## [Required action]
Please output the entries below exactly as they are.

[Supplied data]

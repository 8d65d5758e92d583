pub mod audio;
pub mod captions;
pub mod file;

pub use audio::{download_audio, AudioTranscriber, WhisperModel};
pub use captions::CaptionClient;
pub use file::FileTranscriptSource;

use crate::config::{Config, TranscriptSourceKind};
use crate::error::{AsktubeError, Result};
use async_trait::async_trait;
use std::path::PathBuf;
use std::time::Duration;

/// One caption line or transcription segment.
#[derive(Debug, Clone, PartialEq)]
pub struct TranscriptFragment {
    pub text: String,
    pub start: Option<Duration>,
    pub duration: Option<Duration>,
}

impl TranscriptFragment {
    pub fn new(text: impl Into<String>) -> Self {
        Self {
            text: text.into(),
            start: None,
            duration: None,
        }
    }
}

/// Audio downloaded while acquiring a transcript, handed through untouched.
#[derive(Debug, Clone)]
pub struct AudioArtifact {
    pub bytes: Vec<u8>,
    pub mime: &'static str,
}

#[derive(Debug, Clone, Default)]
pub struct Transcript {
    pub fragments: Vec<TranscriptFragment>,
    pub language: Option<String>,
    pub audio: Option<AudioArtifact>,
}

impl Transcript {
    pub fn from_fragments(fragments: Vec<TranscriptFragment>) -> Self {
        Self {
            fragments,
            ..Self::default()
        }
    }

    /// Fragments joined in order with a single space.
    pub fn full_text(&self) -> String {
        self.fragments
            .iter()
            .map(|f| f.text.trim())
            .filter(|t| !t.is_empty())
            .collect::<Vec<_>>()
            .join(" ")
    }

    pub fn is_empty(&self) -> bool {
        self.fragments.iter().all(|f| f.text.trim().is_empty())
    }
}

#[async_trait]
pub trait TranscriptSource: Send + Sync {
    /// Fetch the transcript for a video, trying `languages` in order.
    async fn fetch_transcript(&self, video_id: &str, languages: &[String]) -> Result<Transcript>;
    fn name(&self) -> &'static str;
}

/// Build the transcript source selected on the command line.
pub fn create_source(
    kind: TranscriptSourceKind,
    config: &Config,
    transcript_dir: Option<PathBuf>,
) -> Result<Box<dyn TranscriptSource>> {
    match kind {
        TranscriptSourceKind::Captions => Ok(Box::new(CaptionClient::new())),
        TranscriptSourceKind::Audio => {
            let api_key = config.openai_api_key.as_ref().ok_or_else(|| {
                AsktubeError::Config(
                    "OpenAI API key not set. Set OPENAI_API_KEY environment variable.".to_string(),
                )
            })?;
            Ok(Box::new(
                AudioTranscriber::new(api_key.clone()).with_model(config.whisper_model),
            ))
        }
        TranscriptSourceKind::File => {
            let dir = transcript_dir.unwrap_or_else(|| PathBuf::from("."));
            Ok(Box::new(FileTranscriptSource::new(dir)))
        }
    }
}

#[cfg(test)]
mod tests {
    use super::*;

    #[test]
    fn test_full_text_joins_with_single_space() {
        let transcript = Transcript::from_fragments(vec![
            TranscriptFragment::new("Hello there."),
            TranscriptFragment::new("  "),
            TranscriptFragment::new(" General Kenobi. "),
        ]);
        assert_eq!(transcript.full_text(), "Hello there. General Kenobi.");
        assert!(!transcript.is_empty());
    }

    #[test]
    fn test_empty_transcript() {
        let transcript = Transcript::default();
        assert_eq!(transcript.full_text(), "");
        assert!(transcript.is_empty());
    }

    #[test]
    fn test_create_audio_source_requires_key() {
        let config = Config::default();
        assert!(create_source(TranscriptSourceKind::Audio, &config, None).is_err());

        let source = create_source(TranscriptSourceKind::Captions, &config, None).unwrap();
        assert_eq!(source.name(), "YouTube captions");
    }
}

[/Supplied data]

## [Exercise answer]
repository 8d65d5758e92d583
pub mod audio;
pub mod captions;
pub mod file;

pub use audio::{download_audio, AudioTranscriber, WhisperModel};
pub use captions::CaptionClient;
pub use file::FileTranscriptSource;

use crate::config::{Config, TranscriptSourceKind};
use crate::error::{AsktubeError, Result};
use async_trait::async_trait;
use std::path::PathBuf;
use std::time::Duration;

/// One caption line or transcription segment.
#[derive(Debug, Clone, PartialEq)]
pub struct TranscriptFragment {
    pub text: String,
    pub start: Option<Duration>,
    pub duration: Option<Duration>,
}

impl TranscriptFragment {
    pub fn new(text: impl Into<String>) -> Self {
        Self {
            text: text.into(),
            start: None,
            duration: None,
        }
    }
}

/// Audio downloaded while acquiring a transcript, handed through untouched.
#[derive(Debug, Clone)]
pub struct AudioArtifact {
    pub bytes: Vec<u8>,
    pub mime: &'static str,
}

#[derive(Debug, Clone, Default)]
pub struct Transcript {
    pub fragments: Vec<TranscriptFragment>,
    pub language: Option<String>,
    pub audio: Option<AudioArtifact>,
}

impl Transcript {
    pub fn from_fragments(fragments: Vec<TranscriptFragment>) -> Self {
        Self {
            fragments,
            ..Self::default()
        }
    }

    /// Fragments joined in order with a single space.
    pub fn full_text(&self) -> String {
        self.fragments
            .iter()
            .map(|f| f.text.trim())
            .filter(|t| !t.is_empty())
            .collect::<Vec<_>>()
            .join(" ")
    }

    pub fn is_empty(&self) -> bool {
        self.fragments.iter().all(|f| f.text.trim().is_empty())
    }
}

#[async_trait]
pub trait TranscriptSource: Send + Sync {
    /// Fetch the transcript for a video, trying `languages` in order.
    async fn fetch_transcript(&self, video_id: &str, languages: &[String]) -> Result<Transcript>;
    fn name(&self) -> &'static str;
}

/// Build the transcript source selected on the command line.
pub fn create_source(
    kind: TranscriptSourceKind,
    config: &Config,
    transcript_dir: Option<PathBuf>,
) -> Result<Box<dyn TranscriptSource>> {
    match kind {
        TranscriptSourceKind::Captions => Ok(Box::new(CaptionClient::new())),
        TranscriptSourceKind::Audio => {
            let api_key = config.openai_api_key.as_ref().ok_or_else(|| {
                AsktubeError::Config(
                    "OpenAI API key not set. Set OPENAI_API_KEY environment variable.".to_string(),
                )
            })?;
            Ok(Box::new(
                AudioTranscriber::new(api_key.clone()).with_model(config.whisper_model),
            ))
        }
        TranscriptSourceKind::File => {
            let dir = transcript_dir.unwrap_or_else(|| PathBuf::from("."));
            Ok(Box::new(FileTranscriptSource::new(dir)))
        }
    }
}

#[cfg(test)]
mod tests {
    use super::*;

    #[test]
    fn test_full_text_joins_with_single_space() {
        let transcript = Transcript::from_fragments(vec![
            TranscriptFragment::new("Hello there."),
            TranscriptFragment::new("  "),
            TranscriptFragment::new(" General Kenobi. "),
        ]);
        assert_eq!(transcript.full_text(), "Hello there. General Kenobi.");
        assert!(!transcript.is_empty());
    }

    #[test]
    fn test_empty_transcript() {
        let transcript = Transcript::default();
        assert_eq!(transcript.full_text(), "");
        assert!(transcript.is_empty());
    }

    #[test]
    fn test_create_audio_source_requires_key() {
        let config = Config::default();
        assert!(create_source(TranscriptSourceKind::Audio, &config, None).is_err());

        let source = create_source(TranscriptSourceKind::Captions, &config, None).unwrap();
        assert_eq!(source.name(), "YouTube captions");
    }
}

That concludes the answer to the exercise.